What bothered Bill most of all was the way he thought Obama had slighted the military, removing troops from combat zones too quickly and once disregarding Iraq as a “stupid war.” Stupid or not, Bill had been there to fight it when the Army sent orders to a 52-year-old whose military experience consisted mostly of humanitarian missions in South America with the Army Reserve. This time, the orders were to deploy on five days notice for a 12-month tour with a unit out of Chicago. So off he had gone into the desert with men less than half his age, once unloading 190 rounds in a single firefight, ducking behind a tank as his chin strap filled with sweat. “So that was stupid?” he wondered.
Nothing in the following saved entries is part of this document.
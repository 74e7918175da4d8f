//! Element Attributes
//!
//! Insertion-ordered attribute collection with optional per-attribute
//! namespace. Order is observable: serialization walks the map in the
//! order attributes were first set.

use std::collections::HashMap;

/// Single attribute
#[derive(Debug, Clone, PartialEq, Eq)]
pub struct Attr {
    pub name: String,
    pub value: String,
    pub namespace: Option<String>,
}

impl Attr {
    pub fn new(name: impl Into<String>, value: impl Into<String>) -> Self {
        Self {
            name: name.into(),
            value: value.into(),
            namespace: None,
        }
    }

    pub fn with_namespace(
        name: impl Into<String>,
        value: impl Into<String>,
        namespace: impl Into<String>,
    ) -> Self {
        Self {
            name: name.into(),
            value: value.into(),
            namespace: Some(namespace.into()),
        }
    }
}

/// Attribute collection keyed by name, iterated in insertion order
#[derive(Debug, Clone, Default)]
pub struct AttrMap {
    attributes: Vec<Attr>,
    by_name: HashMap<String, usize>,
}

impl AttrMap {
    pub fn new() -> Self {
        Self::default()
    }

    /// Number of attributes
    pub fn len(&self) -> usize {
        self.attributes.len()
    }

    pub fn is_empty(&self) -> bool {
        self.attributes.is_empty()
    }

    /// Get attribute by name
    pub fn get(&self, name: &str) -> Option<&Attr> {
        self.by_name.get(name).and_then(|&i| self.attributes.get(i))
    }

    /// Get attribute value by name
    pub fn get_value(&self, name: &str) -> Option<&str> {
        self.get(name).map(|a| a.value.as_str())
    }

    /// Insert or overwrite an attribute, returning the previous entry.
    /// Overwriting keeps the original insertion position.
    pub fn set(&mut self, attr: Attr) -> Option<Attr> {
        if let Some(&index) = self.by_name.get(&attr.name) {
            Some(std::mem::replace(&mut self.attributes[index], attr))
        } else {
            let index = self.attributes.len();
            self.by_name.insert(attr.name.clone(), index);
            self.attributes.push(attr);
            None
        }
    }

    /// Iterate attributes in insertion order
    pub fn iter(&self) -> impl Iterator<Item = &Attr> {
        self.attributes.iter()
    }
}

impl FromIterator<Attr> for AttrMap {
    fn from_iter<T: IntoIterator<Item = Attr>>(iter: T) -> Self {
        let mut map = Self::new();
        for attr in iter {
            map.set(attr);
        }
        map
    }
}

#[cfg(test)]
mod tests {
    use super::*;

    #[test]
    fn insertion_order_preserved() {
        let mut map = AttrMap::new();
        map.set(Attr::new("class", "x"));
        map.set(Attr::new("id", "y"));
        map.set(Attr::new("title", "z"));

        let names: Vec<_> = map.iter().map(|a| a.name.as_str()).collect();
        assert_eq!(names, ["class", "id", "title"]);
    }

    #[test]
    fn overwrite_keeps_position() {
        let mut map = AttrMap::new();
        map.set(Attr::new("class", "x"));
        map.set(Attr::new("id", "y"));
        let old = map.set(Attr::new("class", "z"));

        assert_eq!(old.map(|a| a.value), Some("x".to_string()));
        assert_eq!(map.get_value("class"), Some("z"));
        let names: Vec<_> = map.iter().map(|a| a.name.as_str()).collect();
        assert_eq!(names, ["class", "id"]);
    }
}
Bill and Sally were lifelong Republicans who had been wary of Obama from the start, but it was the frustrations of the past four years that had welcomed Fox News as a constant presence into their living room and tea party members to their annual backyard Fourth of July bash. They wanted friends with whom to share their frustrations. Now they forwarded along e-mails from those new friends suggesting murky details in Obama’s family history and traveled to Glenn Beck rallies across the state.
They had sought out a community of others who thought like them, and immersing in that community had changed what they thought.
“The first time he won, I really just considered him inexperienced and misguided,” Sally said. “This time, I think he is purposely taking us to a place we don’t recognize.”
Obama had said he wanted to raise the federal debt limit; Sally and Bill, meanwhile, were teaching Financial Peace University at their church, where they talked about borrowing $21,000 to buy their first house and then staying there 30 years until the mortgage was paid off.